En una votación histórica y por unanimidad, la Suprema Corte de Justicia de la Nación (SCJN) declaró inconstitucional el artículo 196 del Código Penal de Coahuila, que sanciona con prisión de uno a tres años a las mujeres que aborten de manera voluntaria y a quienes las asistan. Como informó el ministro presidente, Arturo Zaldívar, este fallo establece un criterio obligatorio para todos los jueces y juezas del país, por lo que casos similares, pendientes de resolución en cualquier juzgado y tribunal del país, deberán fallarse en el mismo sentido.
En términos llanos lo anterior significa que “a partir de ahora no se podrá, sin violar el criterio de la Corte y la Constitución, procesar a mujer alguna que aborte” en los supuestos considerados válidos por el tribunal constitucional. La despenalización del derecho de las mujeres a decidir sobre sus cuerpos es nada menos que una conquista civilizatoria que pone a México a la vanguardia en la materia al convertirlo en la primera nación de América Latina donde una corte de constitucionalidad se pronuncia sobre el derecho humano de la mujer a determinar si desea ser madre o no.
A los integrantes de la Suprema Corte corresponde el mérito de poner fin a una deplorable inercia institucional que mantuvo un derecho fundamental en el limbo, librado a la arbitrariedad de congresos y gobernantes locales; pero el triunfo es de todas las mujeres que durante décadas han luchado en defensa de su dignidad, su soberanía y sus derechos hasta lograr el reconocimiento jurídico de la inalienable potestad que poseen sobre sus propios cuerpos.

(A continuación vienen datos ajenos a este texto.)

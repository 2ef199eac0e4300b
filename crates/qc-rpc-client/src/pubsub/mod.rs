//! Push-notification channel: connection lifecycle and subscription registry.

pub mod lifecycle;
pub mod pending;
pub mod registry;

pub use lifecycle::{ConnectionLifecycle, ConnectionStatus, LifecycleEvent};
pub use pending::PendingRequests;
pub use registry::{SubscriptionRegistry, SubscriptionSnapshot};
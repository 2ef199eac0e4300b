//! Ports layer for the ledger client.
//!
//! The client core only talks to the outside world through these traits;
//! `crate::adapters` holds the network implementations.

pub mod outbound;

pub use outbound::*;
impl Lock {
    /// Creates a handle with no TTL and auto-release enabled.
    pub fn new(key: Key, store: Arc<dyn LockStore>) -> Self {
        Self {
            key,
            store,
            ttl: None,
            auto_release: true,
            dirty: false,
        }
    }

    /// Creates a handle with an explicit TTL and auto-release behavior.
    ///
    /// When a TTL is given, every successful acquisition immediately
    /// refreshes the store's default deadline down (or up) to it. Fails
    /// with [`LockError::InvalidTtl`] on a zero TTL.
    pub fn with_options(
        key: Key,
        store: Arc<dyn LockStore>,
        ttl: Option<Duration>,
        auto_release: bool,
    ) -> LockResult<Self> {
        if let Some(ttl) = ttl {
            validate_ttl(ttl)?;
        }
        Ok(Self {
            key,
            store,
            ttl,
            auto_release,
            dirty: false,
        })
    }

    /// The key this handle operates on.
    pub fn key(&self) -> &Key {
        &self.key
    }

    /// The resource this handle locks.
    pub fn resource(&self) -> &str {
        self.key.resource()
    }

    /// Acquires the lock exclusively.
    ///
    /// Non-blocking mode returns `Ok(false)` when the resource is held by
    /// someone else. Blocking mode uses the store's native wait when it has
    /// one and a jittered polling loop otherwise, and only returns once the
    /// lock is held or the backend failed.
    pub async fn acquire(&mut self, blocking: bool) -> LockResult<bool> {
        self.key.reset_lifetime();
        let caps = self.store.capabilities();
        let result = if blocking && caps.contains(Capabilities::BLOCKING_EXCLUSIVE) {
            self.store.wait_and_save(&mut self.key).await
        } else if blocking {
            loop {
                match self.store.save(&mut self.key).await {
                    Err(LockError::Conflicted(_)) => sleep(retry_delay()).await,
                    other => break other,
                }
            }
        } else {
            self.store.save(&mut self.key).await
        };
        self.finish_acquisition(result, blocking).await
    }

    /// Acquires the lock in shared (read) mode.
    ///
    /// Stores without read locks hand out a write lock instead; the
    /// requested blocking mode still applies on that promoted path.
    pub async fn acquire_read(&mut self, blocking: bool) -> LockResult<bool> {
        let caps = self.store.capabilities();
        if !caps.contains(Capabilities::SHARED) {
            return self.acquire(blocking).await;
        }
        self.key.reset_lifetime();
        let result = if blocking && caps.contains(Capabilities::BLOCKING_SHARED) {
            self.store.wait_and_save_read(&mut self.key).await
        } else if blocking {
            loop {
                match self.store.save_read(&mut self.key).await {
                    Err(LockError::Conflicted(_)) => sleep(retry_delay()).await,
                    other => break other,
                }
            }
        } else {
            self.store.save_read(&mut self.key).await
        };
        self.finish_acquisition(result, blocking).await
    }

    async fn finish_acquisition(
        &mut self,
        result: LockResult<()>,
        blocking: bool,
    ) -> LockResult<bool> {
        match result {
            Ok(()) => {}
            Err(LockError::Conflicted(resource)) => {
                self.dirty = false;
                if blocking {
                    // only a native blocking call that bailed out lands here
                    return Err(LockError::Conflicted(resource));
                }
                debug!(resource = %self.key, "lock not acquired, already held");
                return Ok(false);
            }
            Err(source) => {
                return Err(LockError::Acquiring {
                    resource: self.key.resource().to_string(),
                    source: Box::new(source),
                });
            }
        }

        self.dirty = true;
        debug!(resource = %self.key, "lock acquired");

        if self.ttl.is_some() {
            // translate the store's default TTL into the configured one
            self.refresh(None).await?;
        }

        if self.key.is_expired() {
            return Err(self.lost_to_deadline().await);
        }
        Ok(true)
    }

    /// Extends the lease.
    ///
    /// `ttl` defaults to the one fixed at construction; fails with
    /// [`LockError::InvalidTtl`] when neither is set. A
    /// [`LockError::Conflicted`] from the store means the holder changed:
    /// the `dirty` flag is cleared so a later drop does not try to delete a
    /// lock this handle no longer owns.
    pub async fn refresh(&mut self, ttl: Option<Duration>) -> LockResult<()> {
        let Some(ttl) = ttl.or(self.ttl) else {
            return Err(LockError::InvalidTtl(
                "refresh requires a TTL and none was configured".to_string(),
            ));
        };
        validate_ttl(ttl)?;
        self.key.reset_lifetime();
        match self.store.put_off_expiration(&mut self.key, ttl).await {
            Ok(()) => {
                self.dirty = true;
                debug!(resource = %self.key, ttl_ms = ttl.as_millis() as u64, "lease extended");
                if self.key.is_expired() {
                    return Err(self.lost_to_deadline().await);
                }
                Ok(())
            }
            Err(LockError::Conflicted(resource)) => {
                self.dirty = false;
                Err(LockError::Conflicted(resource))
            }
            Err(source) => Err(LockError::Acquiring {
                resource: self.key.resource().to_string(),
                source: Box::new(source),
            }),
        }
    }

    /// Releases the lock.
    ///
    /// After deleting, the store is re-read: a backend whose delete
    /// silently failed to reach durable state is surfaced as
    /// [`LockError::Releasing`] rather than pretending the lock is gone.
    pub async fn release(&mut self) -> LockResult<()> {
        let resource = self.key.resource().to_string();
        self.store
            .delete(&mut self.key)
            .await
            .map_err(|source| Self::wrap_releasing(&resource, source))?;
        self.dirty = false;

        let still_held = self
            .store
            .exists(&self.key)
            .await
            .map_err(|source| Self::wrap_releasing(&resource, source))?;
        if still_held {
            return Err(LockError::Releasing {
                resource,
                source: Box::new(LockError::Storage(
                    "resource still appears held after delete".to_string(),
                )),
            });
        }
        debug!(resource = %self.key, "lock released");
        Ok(())
    }

    /// Re-reads the backend and reconciles the `dirty` flag.
    ///
    /// This is the authoritative (but racy) ownership query; the lock may
    /// expire between this call and the caller acting on its answer.
    pub async fn is_acquired(&mut self) -> LockResult<bool> {
        let held = self.store.exists(&self.key).await?;
        self.dirty = held;
        Ok(held)
    }

    /// True when the key's local deadline is set and has elapsed. Purely
    /// local, never contacts the backend.
    pub fn is_expired(&self) -> bool {
        self.key.is_expired()
    }

    /// Time left on the local deadline, `None` when no deadline is set.
    pub fn remaining_lifetime(&self) -> Option<Duration> {
        self.key.remaining_lifetime()
    }

    /// The deadline elapsed while a backend call was in flight: the
    /// acquisition is judged lost. Releases best-effort and hands back the
    /// `Expired` error; a secondary failure must not mask it.
    async fn lost_to_deadline(&mut self) -> LockError {
        let resource = self.key.resource().to_string();
        if let Err(err) = self.release().await {
            warn!(resource = %resource, error = %err, "compensating release after expiry failed");
        }
        LockError::Expired(resource)
    }

    fn wrap_releasing(resource: &str, source: LockError) -> LockError {
        match source {
            err @ LockError::Releasing { .. } => err,
            source => LockError::Releasing {
                resource: resource.to_string(),
                source: Box::new(source),
            },
        }
    }
}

Ya despenalizado el aborto, queda por delante la tarea de reglamentarlo. Ahora toca al Poder Legislativo aprobar las normas que fijen los plazos y los procedimientos, así como disponer la creación de la infraestructura y asignar los recursos necesarios para garantizar el acceso a la interrupción voluntaria del embarazo a las mujeres que lo requieran. Al respecto, está claro que no basta con proveer de instalaciones y personal, sino que debe legislarse con amplitud de miras y con un cuidadoso apego a la perspectiva de género, de tal modo que los servicios provistos sean médica, ética y sicológicamente adecuados. No puede olvidarse que para muchas mujeres la interrupción del embarazo es una decisión difícil, cargada todavía de culpas y estigmatización social, por lo que el personal sanitario deberá estar preparado para acompañarlas con total respeto a su autonomía y su dignidad.
Ante semejante desafío, los legisladores federales harían bien en observar el ejemplo de la Ciudad de México, donde, lejos de librar el ejercicio de este derecho al arbitrio del mercado, se crearon los mecanismos para asegurar la gratuidad, la seguridad y el decoro de los servicios prestados por las instituciones públicas.
En conclusión, debe saludarse en los términos más efusivos este avance trascendental en el camino para desmantelar el régimen de opresión que han padecido las mujeres, pero sin perder de vista lo mucho que falta para lograr, tanto una vida libre de violencia en razón de género, como una igualdad sustantiva en todos los planos de la actividad pública y privada.